2021-09-15T22:18:38.928Z verbose vsanvcmgmtd[10186] [vSAN@6876 sub=PyBackedMO opId=07dc8a1d]  Exit  vim.cns.VolumeManager.create (4 ms)
2021-09-15T22:18:38.933Z info vsanvcmgmtd[25351] [vSAN@6876 sub=VolumeManager opId=07dc8a1d] CNS: Creating volume task started
2021-09-15T22:18:39.029Z error vsanvcmgmtd[25351] [vSAN@6876 sub=VolumeManager opId=07dc8a1d] CNS: backingDiskId not found: eb05ab8b-dcd0-4217-9c34-3ec8bda666a9, N3Vim5Fault8NotFound9ExceptionE(Fault cause: vim.fault.NotFound
--> )
--> [context]zKq7AVECAAAAAFnREgEVdnNhbnZjbWdtdGQAAFy7KmxpYnZtYWNvcmUuc28AAAw5GwB+uxgBNG38bGlidmltLXR5cGVzLnNvAIG7mg8BgVrlDwECtWEObGlidm1vbWkuc28AAspdEQJXXxEDHuoCbGliUHlDcHBWbW9taS5zbwACHJISAvGKEgTozgNsaWJ2c2xtLXR5cGVzLnNvAAXF3AdfY25zLnNvAAVN1gUFixQGABYkIwCSJiMA5RIrBtRzAGxpYnB0aHJlYWQuc28uMAAHzY4ObGliYy5zby42AA==[/context]
2021-09-15T22:18:39.031Z info vsanvcmgmtd[25351] [vSAN@6876 sub=VolumeManager opId=07dc8a1d] Create volume completed: task-314869
2021-09-15T22:18:39.054Z verbose vsanvcmgmtd[12908] [vSAN@6876 sub=PyBackedMO opId=07dc8a1e]  Enter vim.cns.VolumeManager.create, Pending: 1 (52db629f-f84a-15b2-6401-b41b25af9ec7)
2021-09-15T22:18:39.057Z info vsanvcmgmtd[12908] [vSAN@6876 sub=VolumeManager opId=07dc8a1e] CNS: create volume task created: task-314870
2021-09-15T22:18:39.057Z info vsanvcmgmtd[12908] [vSAN@6876 sub=VolumeManager opId=07dc8a1e] CNS: Creating volume task scheduled.
2021-09-15T22:18:39.057Z verbose vsanvcmgmtd[12908] [vSAN@6876 sub=PyBackedMO opId=07dc8a1e]  Exit  vim.cns.VolumeManager.create (3 ms)
2021-09-15T22:18:39.062Z info vsanvcmgmtd[43408] [vSAN@6876 sub=VolumeManager opId=07dc8a1e] CNS: Creating volume task started
2021-09-15T22:18:39.158Z verbose vsanvcmgmtd[07049] [vSAN@6876 sub=PyBackedMO opId=sps-Main-13723-334-8a1f]  Enter vasa.NotificationManager.getAlarm, Pending: 1 (5269718e-b4b7-0511-b82b-b8f707de46d5)
2021-09-15T22:18:39.158Z verbose vsanvcmgmtd[07049] [vSAN@6876 sub=PyBackedMO opId=sps-Main-13723-334-8a1f]  
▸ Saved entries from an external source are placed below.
//! HTTP-level download strategies and all-or-nothing file placement.

use std::path::{Path, PathBuf};
use std::time::Duration;

use reqwest::header::REFERER;
use scraper::{Html, Selector};
use tokio::io::AsyncWriteExt;

use super::filename;
use crate::error::{AppError, Result};
use crate::utils::fs::{partial_path, unique_path, write_atomic};
use crate::utils::http::{content_disposition, content_type};
use crate::utils::url::resolve;

/// A fully buffered download response.
#[derive(Debug)]
pub struct Payload {
    pub url: String,
    pub content_type: Option<String>,
    pub disposition: Option<Vec<u8>>,
    pub body: Vec<u8>,
}

impl Payload {
    fn server_name(&self) -> Option<String> {
        self.disposition.as_deref().and_then(filename::from_disposition)
    }
}

/// Reject bodies that are error pages rather than files.
pub fn validate_body(
    content_type: Option<&str>,
    status: u16,
    len: usize,
    min_bytes: usize,
) -> Result<()> {
    if !(200..300).contains(&status) {
        return Err(AppError::download(format!("HTTP {status}")));
    }
    if content_type.is_some_and(|ct| ct.to_ascii_lowercase().starts_with("text/html")) {
        return Err(AppError::download("response is an HTML page"));
    }
    if len <= min_bytes {
        return Err(AppError::download(format!(
            "response too small ({len} bytes)"
        )));
    }
    Ok(())
}

/// Write a validated payload into `dir`, returning the path and size.
pub async fn save_payload(payload: &Payload, declared: &str, dir: &Path) -> Result<(PathBuf, u64)> {
    let name = filename::choose(declared, payload.server_name().as_deref());
    let path = unique_path(dir, &name);
    write_atomic(&path, &payload.body).await?;
    log::debug!(
        "Saved {} from {} ({})",
        path.display(),
        payload.url,
        payload.content_type.as_deref().unwrap_or("unknown type")
    );
    Ok((path, payload.body.len() as u64))
}

/// Move a file the browser downloaded into `dir`.
///
/// The file is copied next to its destination first so that a failed copy
/// never leaves a file under the final name.
pub async fn adopt_file(source: &Path, name: &str, dir: &Path) -> Result<(PathBuf, u64)> {
    tokio::fs::create_dir_all(dir).await?;
    let path = unique_path(dir, name);
    let tmp = partial_path(&path);

    let copied = async {
        let size = tokio::fs::copy(source, &tmp).await?;
        tokio::fs::rename(&tmp, &path).await?;
        Ok::<u64, std::io::Error>(size)
    }
    .await;

    match copied {
        Ok(size) => {
            let _ = tokio::fs::remove_file(source).await;
            Ok((path, size))
        }
        Err(e) => {
            let _ = tokio::fs::remove_file(&tmp).await;
            Err(e.into())
        }
    }
}

/// Streamed GET of an ordinary URL straight to disk.
pub async fn stream_get(
    client: &reqwest::Client,
    url: &str,
    referer: &str,
    declared: &str,
    dir: &Path,
    timeout: Duration,
) -> Result<(PathBuf, u64)> {
    let mut response = client
        .get(url)
        .header(REFERER, referer)
        .timeout(timeout)
        .send()
        .await?;

    let status = response.status();
    if !status.is_success() {
        return Err(AppError::download(format!("HTTP {status} for {url}")));
    }
    let media_type = content_type(response.headers());
    if media_type.as_deref() == Some("text/html") && !is_html_name(declared) {
        return Err(AppError::download(format!("{url} returned an HTML page")));
    }

    let server_name = content_disposition(response.headers())
        .and_then(|d| filename::from_disposition(&d));
    let name = filename::choose(declared, server_name.as_deref());

    tokio::fs::create_dir_all(dir).await?;
    let path = unique_path(dir, &name);
    let tmp = partial_path(&path);

    let streamed = async {
        let mut file = tokio::fs::File::create(&tmp).await?;
        let mut size = 0u64;
        while let Some(chunk) = response.chunk().await? {
            file.write_all(&chunk).await?;
            size += chunk.len() as u64;
        }
        file.flush().await?;
        drop(file);
        if size == 0 {
            return Err(AppError::download(format!("{url} returned an empty body")));
        }
        tokio::fs::rename(&tmp, &path).await?;
        Ok::<u64, AppError>(size)
    }
    .await;

    match streamed {
        Ok(size) => Ok((path, size)),
        Err(e) => {
            let _ = tokio::fs::remove_file(&tmp).await;
            Err(e)
        }
    }
}

fn is_html_name(name: &str) -> bool {
    let lower = name.to_ascii_lowercase();
    lower.ends_with(".html") || lower.ends_with(".htm")
}

/// Buffered GET used for synthesized URLs.
pub async fn get_payload(
    client: &reqwest::Client,
    url: &str,
    referer: &str,
    timeout: Duration,
    min_bytes: usize,
) -> Result<Payload> {
    let response = client
        .get(url)
        .header(REFERER, referer)
        .timeout(timeout)
        .send()
        .await?;
    into_payload(response, min_bytes).await
}

/// Form POST of download parameters.
pub async fn post_payload(
    client: &reqwest::Client,
    url: &str,
    referer: &str,
    fields: &[(String, String)],
    timeout: Duration,
    min_bytes: usize,
) -> Result<Payload> {
    let response = client
        .post(url)
        .header(REFERER, referer)
        .form(fields)
        .timeout(timeout)
        .send()
        .await?;
    into_payload(response, min_bytes).await
}

async fn into_payload(response: reqwest::Response, min_bytes: usize) -> Result<Payload> {
    let url = response.url().to_string();
    let status = response.status().as_u16();
    let media_type = content_type(response.headers());
    let disposition = content_disposition(response.headers());
    let body = response.bytes().await?.to_vec();

    validate_body(media_type.as_deref(), status, body.len(), min_bytes)?;
    Ok(Payload {
        url,
        content_type: media_type,
        disposition,
        body,
    })
}

/// The hidden download form of an intermediate page.
#[derive(Debug, Clone, PartialEq, Eq)]
pub struct HiddenForm {
    pub action: String,
    pub fields: Vec<(String, String)>,
}

/// Parse the first form carrying hidden inputs.
pub fn parse_hidden_form(html: &str, page_url: &str) -> Result<HiddenForm> {
    let document = Html::parse_document(html);
    let form_sel = Selector::parse("form").map_err(|e| AppError::selector("form", format!("{e:?}")))?;
    let input_sel = Selector::parse("input[type='hidden'], input[type=hidden]")
        .map_err(|e| AppError::selector("input[type=hidden]", format!("{e:?}")))?;

    for form in document.select(&form_sel) {
        let fields: Vec<(String, String)> = form
            .select(&input_sel)
            .filter_map(|input| {
                let name = input.value().attr("name")?.trim();
                if name.is_empty() {
                    return None;
                }
                let value = input.value().attr("value").unwrap_or("");
                Some((name.to_string(), value.to_string()))
            })
            .collect();
        if fields.is_empty() {
            continue;
        }

        let action = form
            .value()
            .attr("action")
            .filter(|a| !a.trim().is_empty())
            .and_then(|a| resolve(page_url, a))
            .unwrap_or_else(|| page_url.to_string());
        return Ok(HiddenForm { action, fields });
    }

    Err(AppError::download(format!(
        "no hidden download form on {page_url}"
    )))
}

/// Fetch the intermediate page, then submit its hidden form.
pub async fn token_exchange(
    client: &reqwest::Client,
    url: &str,
    referer: &str,
    timeout: Duration,
    min_bytes: usize,
) -> Result<Payload> {
    let page = client
        .get(url)
        .header(REFERER, referer)
        .timeout(timeout)
        .send()
        .await?;
    let status = page.status();
    if !status.is_success() {
        return Err(AppError::download(format!("HTTP {status} for {url}")));
    }
    let page_url = page.url().to_string();
    let html = page.text().await?;

    let form = parse_hidden_form(&html, &page_url)?;
    log::debug!(
        "Token exchange: posting {} field(s) to {}",
        form.fields.len(),
        form.action
    );
    post_payload(client, &form.action, &page_url, &form.fields, timeout, min_bytes).await
}

#[cfg(test)]
mod tests {
    use super::*;
    use tempfile::TempDir;
    use wiremock::matchers::{body_string_contains, method, path};
    use wiremock::{Mock, MockServer, ResponseTemplate};

    #[test]
    fn test_validate_body() {
        assert!(validate_body(Some("application/pdf"), 200, 500, 100).is_ok());
        assert!(validate_body(Some("text/html"), 200, 500, 100).is_err());
        assert!(validate_body(Some("application/pdf"), 200, 100, 100).is_err());
        assert!(validate_body(None, 404, 500, 100).is_err());
    }

    #[test]
    fn test_parse_hidden_form() {
        let html = r#"
            <form id="search"><input type="text" name="q"></form>
            <form action="/common/fileDown.do" method="post">
              <input type="hidden" name="orgFileName" value="공고문.hwp">
              <input type="hidden" name="saveFileName" value="20250901_1.hwp">
              <input type="hidden" name="filePath" value="/upload/">
            </form>"#;
        let form = parse_hidden_form(html, "https://a.go.kr/common/fileToken.do?t=x").unwrap();
        assert_eq!(form.action, "https://a.go.kr/common/fileDown.do");
        assert_eq!(form.fields.len(), 3);
        assert_eq!(form.fields[0], ("orgFileName".into(), "공고문.hwp".into()));
    }

    #[test]
    fn test_parse_hidden_form_missing() {
        assert!(parse_hidden_form("<p>만료된 링크</p>", "https://a.go.kr/t").is_err());
    }

    #[tokio::test]
    async fn test_stream_get_uses_disposition_name() {
        let server = MockServer::start().await;
        Mock::given(method("GET"))
            .and(path("/files/1"))
            .respond_with(
                ResponseTemplate::new(200)
                    .insert_header(
                        "content-disposition",
                        "attachment; filename*=UTF-8''%EA%B3%B5%EA%B3%A0%EB%AC%B8.pdf",
                    )
                    .set_body_bytes(vec![7u8; 256]),
            )
            .mount(&server)
            .await;

        let dir = TempDir::new().unwrap();
        let (saved, size) = stream_get(
            &reqwest::Client::new(),
            &format!("{}/files/1", server.uri()),
            &server.uri(),
            "첨부",
            dir.path(),
            Duration::from_secs(5),
        )
        .await
        .unwrap();

        assert_eq!(size, 256);
        assert_eq!(saved.file_name().unwrap(), "공고문.pdf");
        assert_eq!(std::fs::metadata(&saved).unwrap().len(), 256);
        assert!(!partial_path(&saved).exists());
    }

    #[tokio::test]
    async fn test_stream_get_failure_leaves_no_file() {
        let server = MockServer::start().await;
        Mock::given(method("GET"))
            .respond_with(ResponseTemplate::new(500))
            .mount(&server)
            .await;

        let dir = TempDir::new().unwrap();
        let result = stream_get(
            &reqwest::Client::new(),
            &format!("{}/files/2", server.uri()),
            &server.uri(),
            "공고문.pdf",
            dir.path(),
            Duration::from_secs(5),
        )
        .await;

        assert!(result.is_err());
        assert_eq!(std::fs::read_dir(dir.path()).unwrap().count(), 0);
    }

    #[tokio::test]
    async fn test_token_exchange_posts_hidden_fields() {
        let server = MockServer::start().await;
        Mock::given(method("GET"))
            .and(path("/fileToken.do"))
            .respond_with(ResponseTemplate::new(200).set_body_string(
                r#"<form action="/fileDown.do" method="post">
                     <input type="hidden" name="saveFileName" value="S123.pdf">
                   </form>"#,
            ))
            .mount(&server)
            .await;
        Mock::given(method("POST"))
            .and(path("/fileDown.do"))
            .and(body_string_contains("saveFileName=S123.pdf"))
            .respond_with(
                ResponseTemplate::new(200)
                    .insert_header("content-type", "application/pdf")
                    .set_body_bytes(vec![1u8; 300]),
            )
            .expect(1)
            .mount(&server)
            .await;

        let payload = token_exchange(
            &reqwest::Client::new(),
            &format!("{}/fileToken.do?t=abc", server.uri()),
            &server.uri(),
            Duration::from_secs(5),
            100,
        )
        .await
        .unwrap();

        assert_eq!(payload.body.len(), 300);
        assert!(payload.url.ends_with("/fileDown.do"));
    }
}
//! Classification of attachment references.

use regex::Regex;

use crate::error::Result;
use crate::models::{AttachmentPattern, AttachmentRef, PostForm, SiteProfile};
use crate::utils::url::resolve;

/// Where an attachment's bytes can come from.
#[derive(Debug, Clone, PartialEq, Eq)]
pub enum AttachmentSource {
    /// An ordinary reachable URL
    Direct { url: String },
    /// A link to an intermediate page holding a hidden download form
    TokenExchange { url: String },
    /// A recognized download script call
    Scripted(ScriptedCall),
    /// Script text that matches no known shape
    Unsupported { script: String },
    /// Neither a URL nor a handler
    NoSource,
}

/// A download script call with its decoded parameters.
#[derive(Debug, Clone, PartialEq, Eq)]
pub struct ScriptedCall {
    pub pattern: String,
    /// User-visible filename
    pub name: String,
    /// Server-side filename
    pub server: String,
    /// Storage path
    pub path: String,
    /// Script to run in the page
    pub script: String,
    /// Best-guess canonical download URL
    pub synthesized_url: Option<String>,
    pub endpoint: String,
    pub post: Option<PostForm>,
}

/// Compiled attachment patterns of one site.
#[derive(Debug, Clone)]
pub struct PatternSet {
    base_url: String,
    patterns: Vec<(AttachmentPattern, Regex)>,
    token_marker: Option<String>,
}

impl PatternSet {
    pub fn new(profile: &SiteProfile) -> Result<Self> {
        let patterns = profile
            .attachment_patterns
            .iter()
            .map(|p| Ok((p.clone(), p.compile()?)))
            .collect::<Result<Vec<_>>>()?;
        Ok(Self {
            base_url: profile.base_url.clone(),
            patterns,
            token_marker: profile.token_exchange.as_ref().map(|t| t.url_contains.clone()),
        })
    }

    /// Decide how an attachment will be fetched.
    ///
    /// A recognized script call wins over a plain URL. Script text that
    /// matches nothing is only tolerated when a plain URL is present.
    pub fn classify(&self, attachment: &AttachmentRef, page_url: &str) -> AttachmentSource {
        let script = attachment.script_text();
        if let Some(call) = script.and_then(|s| self.match_script(s)) {
            return AttachmentSource::Scripted(call);
        }

        if let Some(url) = attachment.plain_url().and_then(|u| resolve(page_url, u)) {
            let is_token = self
                .token_marker
                .as_deref()
                .is_some_and(|marker| url.contains(marker));
            return if is_token {
                AttachmentSource::TokenExchange { url }
            } else {
                AttachmentSource::Direct { url }
            };
        }

        match script {
            Some(script) => AttachmentSource::Unsupported {
                script: script.to_string(),
            },
            None => AttachmentSource::NoSource,
        }
    }

    fn match_script(&self, script: &str) -> Option<ScriptedCall> {
        self.patterns.iter().find_map(|(pattern, regex)| {
            let caps = regex.captures(script)?;
            let func = caps.name("func").map_or("", |m| m.as_str());
            let name = decode(caps.name("name")?.as_str());
            let server = decode(caps.name("server")?.as_str());
            let path = decode(caps.name("path")?.as_str());

            let script = render(&pattern.trigger, func, &name, &server, &path, escape_js);
            let synthesized_url = pattern.download_template.as_deref().and_then(|template| {
                let rendered = render(template, func, &name, &server, &path, |v| {
                    urlencoding::encode(v).into_owned()
                });
                resolve(&self.base_url, &rendered)
            });

            Some(ScriptedCall {
                pattern: pattern.name.clone(),
                name,
                server,
                path,
                script,
                synthesized_url,
                endpoint: pattern.endpoint.clone(),
                post: pattern.post.clone(),
            })
        })
    }
}

/// Percent-decode a parameter, keeping the raw text if it does not decode.
fn decode(value: &str) -> String {
    let value = value.trim();
    if !value.contains('%') {
        return value.to_string();
    }
    urlencoding::decode(value)
        .map(|v| v.into_owned())
        .unwrap_or_else(|_| value.to_string())
}

fn escape_js(value: &str) -> String {
    value.replace('\\', "\\\\").replace('\'', "\\'")
}

fn render(
    template: &str,
    func: &str,
    name: &str,
    server: &str,
    path: &str,
    encode: impl Fn(&str) -> String,
) -> String {
    template
        .replace("{func}", func)
        .replace("{name}", &encode(name))
        .replace("{server}", &encode(server))
        .replace("{path}", &encode(path))
}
What you expected to happen:

CNS volume objects should not just disappear?

How to reproduce it (as minimally and precisely as possible):

Anything else we need to know?:

Environment:

  • csi-vsphere version: image
  • vsphere-cloud-controller-manager version: v1.20.0
  • Kubernetes version: 1.20.10
  • vSphere version: 6.7u3 (6.7.0.48000)
  • OS (e.g. from /etc/os-release): ubuntu 20.04
  • Kernel (e.g. uname -a): 5.4.0-65-generic #73-Ubuntu SMP Mon Jan 18 17:25:17 UTC 2021 x86_64 x86_64 x86_64 GNU/Linux
  • Install tools:
  • Others:

About this issue

  • Original URL
  • State: closed
  • Created 3 years ago
  • Comments: 26 (8 by maintainers)

Most upvoted comments

@jingxu97 Have you deployed 2 K8s clusters with the same cluster id? We have seen similar things happening in the past when there are 2 K8s clusters with the same cluster id.